(INFORMATION SUPPLIED Opens)

#[macro_use]
extern crate criterion;
extern crate cacheismo;
extern crate rand;

use cacheismo::chunkpool::ChunkPool;
use cacheismo::clock::Clock;
use cacheismo::command::{Command, CommandKind};
use cacheismo::datastream::{DataStream, SegmentTable};
use cacheismo::fallocator::{Arena, PageCache};
use cacheismo::hashmap::HashMap;
use cacheismo::item::CacheItem;
use criterion::black_box;
use criterion::Criterion;
use rand::prelude::*;
use std::cell::RefCell;
use std::rc::Rc;

fn make_item(table: &mut SegmentTable, chunkpool: &mut ChunkPool, arena: &mut Arena, clock: &Clock, key: &[u8], value: &[u8], cas: u64) -> CacheItem {
    let mut payload = DataStream::new_ephemeral();
    payload.append_new_ephemeral(table, arena, value).unwrap();
    let mut cmd = Command::new(CommandKind::Set);
    cmd.key = key.to_vec();
    cmd.data_length = value.len() as u32;
    CacheItem::create(table, chunkpool, Some(arena), clock, &cmd, &payload, cas).unwrap()
}

/// `put` throughput across a key space wide enough to force several
/// bucket splits and at least one table doubling (§4.5).
fn put_triggers_split_and_double(c: &mut Criterion) {
    c.bench_function("hashmap put with splits", |b| {
        b.iter(|| {
            let mut table = SegmentTable::new();
            let mut chunkpool = ChunkPool::new(4096);
            let page_cache = Rc::new(RefCell::new(PageCache::new(256)));
            let mut arena = Arena::new(page_cache);
            let clock = Clock::new();
            let mut map: HashMap<CacheItem> = HashMap::new();
            for i in 0..20_000u32 {
                let key = format!("key-{}", i);
                let item = make_item(&mut table, &mut chunkpool, &mut arena, &clock, key.as_bytes(), b"benchmark-value", i as u64);
                map.put(item);
            }
            black_box(map.len());
        })
    });
}

/// `get` latency on a populated table with a realistic hit/miss mix,
/// mirroring the workload §8's LRU-pressure scenario exercises.
fn get_hit_and_miss_mix(c: &mut Criterion) {
    let mut table = SegmentTable::new();
    let mut chunkpool = ChunkPool::new(4096);
    let page_cache = Rc::new(RefCell::new(PageCache::new(256)));
    let mut arena = Arena::new(page_cache);
    let clock = Clock::new();
    let mut map: HashMap<CacheItem> = HashMap::new();
    for i in 0..10_000u32 {
        let key = format!("key-{}", i);
        let item = make_item(&mut table, &mut chunkpool, &mut arena, &clock, key.as_bytes(), b"benchmark-value", i as u64);
        map.put(item);
    }

    c.bench_function("hashmap get hit/miss mix", |b| {
        let mut rng = StdRng::seed_from_u64(7);
        b.iter(|| {
            let i = rng.gen_range(0, 20_000u32);
            let key = format!("key-{}", i);
            let now = clock.now_secs();
            if let Some(found) = map.get(key.as_bytes(), now) {
                found.release();
            }
        })
    });
}

criterion_group!(benches, put_triggers_split_and_double, get_hit_and_miss_mix);
criterion_main!(benches);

(INFORMATION SUPPLIED Closes)

ABOUT THIS TASK - Where does "extern" occur in the data? Copy each line that has it.

YOUR SOLUTION -
extern crate criterion;
extern crate cacheismo;
extern crate rand;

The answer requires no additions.